## Exercise directions
From the line that contains "pub use settings::ContextSettings;" to the last line of the entries, set down each line exactly as written, both ends included, with nothing else.

## Records contained in a dataset
+ + + +
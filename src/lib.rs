#![warn(clippy::all)]
#![warn(clippy::pedantic)]
#![allow(clippy::cast_precision_loss)]
#![allow(clippy::cast_possible_truncation)]
#![allow(clippy::module_name_repetitions)]
#![allow(clippy::missing_errors_doc)]
#![allow(clippy::missing_panics_doc)]
#![allow(clippy::too_many_arguments)]
#![allow(clippy::must_use_candidate)]

pub mod app;
pub mod assets;
pub mod backend;
pub mod bind_group;
pub mod buffer;
pub mod camera;
pub mod context;
pub mod depth;
pub mod encoder;
pub mod errors;
pub mod geometry;
#[cfg(feature = "gui")]
pub mod gui;
pub mod logging;
pub mod pipeline;
pub mod primitives;
pub mod settings;

pub use app::{App, AppHandler};
pub use assets::OffMesh;
pub use backend::{Backend, RecordingBackend, WgpuBackend};
pub use bind_group::{BindGroup, BindGroupDescriptor, BindGroupEntry, BindingLayout, BindingResource};
pub use buffer::{Buffer, BufferDescriptor};
pub use context::Context;
pub use depth::DepthTexture;
pub use encoder::{ColorAttachment, CommandEncoder, DepthAttachment, RenderPass, RenderPassDescriptor};
pub use errors::{EmberError, Result};
pub use geometry::{Geometry, IndexedGeometry, VertexBuffer, indices_u16};
#[cfg(feature = "gui")]
pub use gui::GuiOverlay;
pub use pipeline::{FragmentState, RenderPipeline, RenderPipelineDescriptor, VertexBufferLayout, VertexState};
pub use settings::ContextSettings;

pub use glam;
pub use wgpu;
pub use winit;
#[cfg(feature = "gui")]
pub use egui;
+ + + +
## Result of this task
pub use settings::ContextSettings;

pub use glam;
pub use wgpu;
pub use winit;
#[cfg(feature = "gui")]
pub use egui;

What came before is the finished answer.